Funding for tackling climate change to top UN agenda at Warsaw

The Economic Times , Wednesday, November 06, 2013
Correspondent : Urmi A Goswami,
NEW DELHI: An effort to provide developing countries with funds to tackle climate change and its adverse impacts will be on top of the agenda at the UN-sponsored climate change meet in Warsaw.

A ministerial dialogue will be held at the summit to devise a strategy that will ensure funding, from private and public sources, for tackling climate change.

Funding to counter and limit climate change is a hot-button issue between industrialised countries and developing countries in climate change negotiations. A satisfactory and workable solution on finance could help break the logjam.

The Warsaw round of negotiations, slated to begin in mid-November, has a dedicated ministerial session to address climate finance. Ministers will consider the efforts made so far to provide for predictable and assured funding to developing countries.

The UN Framework Convention for Climate Change, the international body tasked with formulating a global response to address the issue, has said that it would like the minister-level dialogue to "provide a vision and strategy on how to make further progress on mobilising long-term finance" as well as "take forward strategies and approaches for mobilising scaled up climate finance to $100 billion per year by 2020".

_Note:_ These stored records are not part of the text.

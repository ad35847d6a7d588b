use anyhow::{Context, Result};
use serde::Deserialize;
use std::path::Path;
use tracing::{debug, info, warn};

/// One book in the metadata catalog
#[derive(Debug, Clone, PartialEq, Eq)]
pub struct CatalogEntry {
    pub book_id: String,
    pub title: String,
    /// Author in "First Last" form when the source used a single-comma "Last, First"
    pub author: String,
}

impl CatalogEntry {
    /// Build an entry, standardizing the author name
    pub fn new(book_id: impl Into<String>, title: impl Into<String>, author: &str) -> Self {
        Self {
            book_id: book_id.into(),
            title: title.into(),
            author: standardize_author_name(author),
        }
    }
}

/// Rewrite "Last, First" as "First Last".
///
/// Only names with exactly one comma are rewritten; anything else is returned unchanged.
pub fn standardize_author_name(author: &str) -> String {
    let mut parts = author.split(',');
    match (parts.next(), parts.next(), parts.next()) {
        (Some(last), Some(first), None) => format!("{} {}", first.trim(), last.trim()),
        _ => author.to_string(),
    }
}

#[derive(Debug, Deserialize)]
struct CatalogRow {
    #[serde(rename = "Book Num")]
    book_num: Option<String>,
    #[serde(rename = "Book Title", default)]
    title: Option<String>,
    #[serde(rename = "Author", default)]
    author: Option<String>,
}

/// Read-only table of books, kept in file order
#[derive(Debug, Clone, Default)]
pub struct Catalog {
    entries: Vec<CatalogEntry>,
}

impl Catalog {
    pub fn from_entries(entries: Vec<CatalogEntry>) -> Self {
        Self { entries }
    }

    /// Load the catalog CSV. Unreadable rows are skipped; an unreadable file is an error.
    pub fn load_csv(path: &Path) -> Result<Self> {
        let mut reader = csv::ReaderBuilder::new()
            .flexible(true)
            .from_path(path)
            .with_context(|| format!("Failed to open catalog {}", path.display()))?;

        let mut entries = Vec::new();
        let mut skipped = 0usize;

        for (line, record) in reader.deserialize::<CatalogRow>().enumerate() {
            let row = match record {
                Ok(row) => row,
                Err(e) => {
                    warn!("Skipping unreadable catalog row {}: {}", line + 2, e);
                    skipped += 1;
                    continue;
                }
            };

            let book_id = match row.book_num.as_deref().map(str::trim) {
                Some(id) if !id.is_empty() => id.to_string(),
                _ => {
                    warn!("Skipping catalog row {} without a book number", line + 2);
                    skipped += 1;
                    continue;
                }
            };

            entries.push(CatalogEntry::new(
                book_id,
                row.title.unwrap_or_default(),
                row.author.as_deref().unwrap_or_default(),
            ));
        }

        info!(
            "Loaded catalog {}: {} entries, {} rows skipped",
            path.display(),
            entries.len(),
            skipped
        );
        Ok(Self { entries })
    }

    /// Entries whose author contains `author` as a case-insensitive substring, in catalog order
    pub fn books_by_author(&self, author: &str) -> Vec<&CatalogEntry> {
        let needle = author.to_lowercase();
        let books: Vec<_> = self
            .entries
            .iter()
            .filter(|entry| entry.author.to_lowercase().contains(&needle))
            .collect();
        debug!("Filtered {} books for author {:?}", books.len(), author);
        books
    }

    pub fn entries(&self) -> &[CatalogEntry] {
        &self.entries
    }

    pub fn len(&self) -> usize {
        self.entries.len()
    }

    pub fn is_empty(&self) -> bool {
        self.entries.is_empty()
    }
}

#[cfg(test)]
mod tests {
    use super::*;
    use tempfile::TempDir;

    #[test]
    fn test_standardize_author_name() {
        assert_eq!(standardize_author_name("Dickens, Charles"), "Charles Dickens");
        assert_eq!(standardize_author_name("  Austen ,  Jane "), "Jane Austen");
        assert_eq!(standardize_author_name("Homer"), "Homer");
        assert_eq!(
            standardize_author_name("Smith, John, Jr."),
            "Smith, John, Jr."
        );
    }

    #[test]
    fn test_books_by_author_is_case_insensitive_substring() {
        let catalog = Catalog::from_entries(vec![
            CatalogEntry::new("98", "A Tale of Two Cities", "Dickens, Charles"),
            CatalogEntry::new("1342", "Pride and Prejudice", "Austen, Jane"),
            CatalogEntry::new("730", "Oliver Twist", "Dickens, Charles"),
        ]);

        let books = catalog.books_by_author("charles DICKENS");
        let ids: Vec<_> = books.iter().map(|b| b.book_id.as_str()).collect();
        assert_eq!(ids, vec!["98", "730"]);

        assert_eq!(catalog.books_by_author("Dickens").len(), 2);
        assert!(catalog.books_by_author("Tolstoy").is_empty());
    }

    #[test]
    fn test_load_csv() {
        let temp_dir = TempDir::new().unwrap();
        let path = temp_dir.path().join("metadata.csv");
        std::fs::write(
            &path,
            "Book Num,Book Title,Author,Link\n\
             98,A Tale of Two Cities,\"Dickens, Charles\",https://example.org/98\n\
             ,Missing Number,\"Nobody, Known\",\n\
             1342,Pride and Prejudice,\"Austen, Jane\",https://example.org/1342\n\
             2600,War and Peace,,\n",
        )
        .unwrap();

        let catalog = Catalog::load_csv(&path).unwrap();
        assert_eq!(catalog.len(), 3);
        assert_eq!(catalog.entries()[0], CatalogEntry {
            book_id: "98".to_string(),
            title: "A Tale of Two Cities".to_string(),
            author: "Charles Dickens".to_string(),
        });
        assert_eq!(catalog.entries()[2].author, "");
        assert!(catalog.books_by_author("Tolstoy").is_empty());
    }

    #[test]
    fn test_load_csv_missing_file() {
        let temp_dir = TempDir::new().unwrap();
        assert!(Catalog::load_csv(&temp_dir.path().join("absent.csv")).is_err());
    }
}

There has been a vacuum in ensuring predictable funding ever since the $30 billion—known as fast start finance—pledged by industrialised countries over a three-year period came to an end in 2012. Industrialised countries have said that they would garner funds to the tune of $100 billion per year by 2020. However, there has been no firm commitment on providing finance for the period up to 2020.

The ministerial will take up the issue of providing money for climate change efforts up to 2020.

This period is seen as crucial to fill the gap between efforts being made to reduce emissions and the amount of emissions required to be reduced, as determined by scientific studies, to prevent dangerous levels of climate change. Finance has been one of the contentious issues of climate change negotiations, making it difficult to craft a comprehensive global approach on the issue of climate change.

Besides commitments by industrialised countries to provide finance, industrialised and developing countries are at logger heads over issues such as identifying reliable and new sources of funds, a bigger role for the private sector in climate finance, role of public funding and money for efforts to help countries adjust to the changes on account of global warming.

The ministerial meeting at Warsaw to set out a strategy to provide climate finance will be chaired by Martin Lidegaard, Denmark's minister for climate energy and buildings, and Maria Kiwanuka, Uganda's minister for finance, planning and development. The day-long consultation will consider the "challenges in mobilising and deploying climate finance and the ways and means to overcome them", according to the programme for the ministerial dialogue. Providing money for adaptation, or helping countries adjust to the impacts of climate change that has already taken place, is high on the dialogue's agenda.

The ministerial will also take up the contentious issue of accessing private sector in mobilising climate finance. Advanced developing countries such as India and China have stressed that public funding should be the mainstay of climate finance. However, the inability of governments to allocate higher levels of exchequer's money, coupled with the enormous magnitude of fund requirement, has made it impossible to ignore the idea of tapping private sources.

The ministerial will seek to provide answers on the regulatory interventions required to ensure that private finance moves to technologies that are climate friendly.